The Llewellyn Choir has been singing in Canberra since 1980, and named after the founding director of the Canberra School of Music, Ernest Llewellyn. 

The director of the choir for the past 20 years has been the well-respected Canberra musician Rowan Harvey-Martin. The choir (and Harvey-Martin) have long sought out interesting and lesser-known repertoire often incorporating elements of jazz, although in the concert the focus was on music by French composers.

The choir were joined by the Llewellyn Sinfonia (six string players), soprano Sonia Anfilof, baritone Rohan Thatcher, organist James Porteous and their usual pianist and repetiteur Anthony Smith.

The major work in this concert was the Requiem Op. 9 by the mid-20th century composer Maurice Durufle, in one of three instrumental arrangements Durufle created, this one for organ and a small string ensemble including a harp.

The choir had performed this work a couple of years ago under the direction of Toby Cole when Harvey-Martin was sidelined by covid, for that performance using a more minimalist accompaniment of organ and occasional cello.

Conductor Rowan Harvey-Martin. Photo: Peter Hislop.

This is interesting music and well suited for an amateur choir, with plenty going on, but not too much complexity in the scoring. Their singing by the choir was confident and assured, but this is not a loud choir and they were often overwhelmed by the organ up in the balcony at the back of the chapel.

Pipe organs tend not to have volume controls, and from the middle of the chapel (it may have sounded different up the front) the balance just was not there. There were also problems with one pipe, pitched at F, stubbornly remaining open at the end of the Sanctus. The solos sections from Anfilof and Thatcher were excellent, but there was not much of them with most of the vocal parts left to the choir.

The rest of the concert was a mixture, allowing the soloists and string players a spot of their own, as well as a couple of shorter works from the choir.

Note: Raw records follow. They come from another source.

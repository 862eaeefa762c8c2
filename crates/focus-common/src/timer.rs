//! Rearmable one-shot timer.
//!
//! Arms a callback to fire after a delay on the shared tokio timer
//! wheel. Re-arming or cancelling aborts the previously scheduled
//! firing. Arming and disarming are cheap synchronous operations so
//! they can be driven from a conference's serial queue.

use std::time::Duration;

use tokio::task::JoinHandle;

/// One-shot timer that can be re-armed or cancelled at any time.
///
/// At most one firing is pending; arming while armed replaces the
/// pending firing. The callback runs on a spawned task, never inline.
#[derive(Debug, Default)]
pub struct RearmableTimer {
    pending: Option<JoinHandle<()>>,
}

impl RearmableTimer {
    pub fn new() -> Self {
        Self { pending: None }
    }

    /// Schedule `f` to run once after `delay`, replacing any pending
    /// firing.
    pub fn arm<F>(&mut self, delay: Duration, f: F)
    where
        F: FnOnce() + Send + 'static,
    {
        self.cancel();
        self.pending = Some(tokio::spawn(async move {
            tokio::time::sleep(delay).await;
            f();
        }));
    }

    /// Cancel the pending firing, if any.
    pub fn cancel(&mut self) {
        if let Some(handle) = self.pending.take() {
            handle.abort();
        }
    }

    /// Whether a firing is currently scheduled.
    pub fn is_armed(&self) -> bool {
        self.pending.as_ref().map(|h| !h.is_finished()).unwrap_or(false)
    }
}

impl Drop for RearmableTimer {
    fn drop(&mut self) {
        self.cancel();
    }
}

#[cfg(test)]
mod tests {
    use super::*;
    use std::sync::Arc;
    use std::sync::atomic::{AtomicUsize, Ordering};

    #[tokio::test]
    async fn test_timer_fires_once() {
        let fired = Arc::new(AtomicUsize::new(0));
        let mut timer = RearmableTimer::new();

        let f = fired.clone();
        timer.arm(Duration::from_millis(10), move || {
            f.fetch_add(1, Ordering::SeqCst);
        });

        tokio::time::sleep(Duration::from_millis(50)).await;
        assert_eq!(fired.load(Ordering::SeqCst), 1);
        assert!(!timer.is_armed());
    }

    #[tokio::test]
    async fn test_cancel_prevents_firing() {
        let fired = Arc::new(AtomicUsize::new(0));
        let mut timer = RearmableTimer::new();

        let f = fired.clone();
        timer.arm(Duration::from_millis(10), move || {
            f.fetch_add(1, Ordering::SeqCst);
        });
        timer.cancel();

        tokio::time::sleep(Duration::from_millis(50)).await;
        assert_eq!(fired.load(Ordering::SeqCst), 0);
    }

    #[tokio::test]
    async fn test_rearm_replaces_pending_firing() {
        let fired = Arc::new(AtomicUsize::new(0));
        let mut timer = RearmableTimer::new();

        let f1 = fired.clone();
        timer.arm(Duration::from_millis(10), move || {
            f1.fetch_add(1, Ordering::SeqCst);
        });
        let f2 = fired.clone();
        timer.arm(Duration::from_millis(20), move || {
            f2.fetch_add(10, Ordering::SeqCst);
        });

        tokio::time::sleep(Duration::from_millis(80)).await;
        assert_eq!(fired.load(Ordering::SeqCst), 10);
    }
}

The first of these, Arvo Part’s Beatitudes, was just too challenging for the choir with the organ accompaniment overly intrusive. Another shorter work by Maurice Duruflé for the choir alone, Ubi Caritas, was quite charming with a young soprano from the choir leading it delightfully.

Soprano Sonia Anfiloff in Durufle’s Requiem. Photo: Peter Hislop.

Anfilof contributed two French art songs, the strings some Respighi and Porteous a couple of Bach organ preludes. All were well done, but it did make the concert a bit unfocused and lacking a little coherence. 

It should also be noted that the rigidly upright wooden pews in the Anzac Chapel might be fine with your young military cadets, but they set a new standard of discomfort for older backs. They make the pews at Wesley seem attractive.